→ PROBLEM REQUIREMENTS: Reproduce every line in the material below that holds "little".

Segment Start: THE INPUT

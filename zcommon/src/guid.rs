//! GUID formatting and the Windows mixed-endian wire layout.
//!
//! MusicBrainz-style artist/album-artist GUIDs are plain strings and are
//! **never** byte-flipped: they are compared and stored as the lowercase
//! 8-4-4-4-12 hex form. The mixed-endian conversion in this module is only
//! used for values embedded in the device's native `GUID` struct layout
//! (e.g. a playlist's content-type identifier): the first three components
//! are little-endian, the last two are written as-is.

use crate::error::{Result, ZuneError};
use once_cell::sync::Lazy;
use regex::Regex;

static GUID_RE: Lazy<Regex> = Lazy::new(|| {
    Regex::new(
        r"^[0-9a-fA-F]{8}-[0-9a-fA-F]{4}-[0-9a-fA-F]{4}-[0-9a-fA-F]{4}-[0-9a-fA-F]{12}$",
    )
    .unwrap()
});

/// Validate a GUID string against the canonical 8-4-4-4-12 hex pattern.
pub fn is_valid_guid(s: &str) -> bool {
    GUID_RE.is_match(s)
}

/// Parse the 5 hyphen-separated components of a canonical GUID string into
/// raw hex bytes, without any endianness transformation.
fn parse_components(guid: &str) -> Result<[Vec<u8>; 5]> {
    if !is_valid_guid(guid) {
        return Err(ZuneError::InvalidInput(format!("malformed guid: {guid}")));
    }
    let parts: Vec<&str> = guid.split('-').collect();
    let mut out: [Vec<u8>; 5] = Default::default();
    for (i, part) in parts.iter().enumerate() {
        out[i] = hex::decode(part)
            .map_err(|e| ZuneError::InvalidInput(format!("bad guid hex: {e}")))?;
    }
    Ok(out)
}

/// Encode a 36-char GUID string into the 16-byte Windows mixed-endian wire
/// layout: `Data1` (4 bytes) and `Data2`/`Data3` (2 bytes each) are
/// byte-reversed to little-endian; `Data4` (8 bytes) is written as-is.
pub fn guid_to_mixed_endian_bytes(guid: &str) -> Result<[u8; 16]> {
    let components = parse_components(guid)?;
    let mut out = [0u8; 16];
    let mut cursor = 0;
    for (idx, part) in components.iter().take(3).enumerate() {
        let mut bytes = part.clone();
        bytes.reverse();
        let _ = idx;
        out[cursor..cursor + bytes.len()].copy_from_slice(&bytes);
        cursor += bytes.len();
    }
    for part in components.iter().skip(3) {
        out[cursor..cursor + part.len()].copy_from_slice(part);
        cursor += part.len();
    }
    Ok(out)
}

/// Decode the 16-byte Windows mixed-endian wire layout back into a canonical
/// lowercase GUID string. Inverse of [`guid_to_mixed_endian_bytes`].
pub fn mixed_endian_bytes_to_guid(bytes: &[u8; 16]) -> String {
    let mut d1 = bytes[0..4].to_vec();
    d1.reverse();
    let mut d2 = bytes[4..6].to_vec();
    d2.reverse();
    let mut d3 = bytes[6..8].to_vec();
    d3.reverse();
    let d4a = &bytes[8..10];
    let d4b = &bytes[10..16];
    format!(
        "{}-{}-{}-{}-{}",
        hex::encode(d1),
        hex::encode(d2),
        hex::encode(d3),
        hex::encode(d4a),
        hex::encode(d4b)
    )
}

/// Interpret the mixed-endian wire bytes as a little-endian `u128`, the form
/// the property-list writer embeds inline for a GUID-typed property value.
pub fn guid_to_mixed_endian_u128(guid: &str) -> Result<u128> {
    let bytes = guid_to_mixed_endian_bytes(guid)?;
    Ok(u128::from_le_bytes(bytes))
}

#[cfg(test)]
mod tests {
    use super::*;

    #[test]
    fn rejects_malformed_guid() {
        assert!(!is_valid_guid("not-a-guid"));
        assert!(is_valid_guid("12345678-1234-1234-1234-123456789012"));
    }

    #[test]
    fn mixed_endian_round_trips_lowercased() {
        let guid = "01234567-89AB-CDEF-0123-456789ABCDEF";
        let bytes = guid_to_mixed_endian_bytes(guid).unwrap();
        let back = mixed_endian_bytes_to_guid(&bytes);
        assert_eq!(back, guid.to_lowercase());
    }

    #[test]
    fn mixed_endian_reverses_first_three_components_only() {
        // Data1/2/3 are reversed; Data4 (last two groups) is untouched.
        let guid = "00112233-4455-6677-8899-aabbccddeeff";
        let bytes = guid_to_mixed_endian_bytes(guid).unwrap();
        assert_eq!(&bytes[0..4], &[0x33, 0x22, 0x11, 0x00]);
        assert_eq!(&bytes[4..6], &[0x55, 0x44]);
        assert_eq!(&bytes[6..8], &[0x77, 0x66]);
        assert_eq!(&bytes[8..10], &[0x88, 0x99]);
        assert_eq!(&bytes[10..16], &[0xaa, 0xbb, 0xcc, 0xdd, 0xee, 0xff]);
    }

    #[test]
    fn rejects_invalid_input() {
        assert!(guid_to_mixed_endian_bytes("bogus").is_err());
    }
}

Segment End: THE INPUT

→ RESULT BELOW:
//! are little-endian, the last two are written as-is.
/// byte-reversed to little-endian; `Data4` (8 bytes) is written as-is.
/// Interpret the mixed-endian wire bytes as a little-endian `u128`, the form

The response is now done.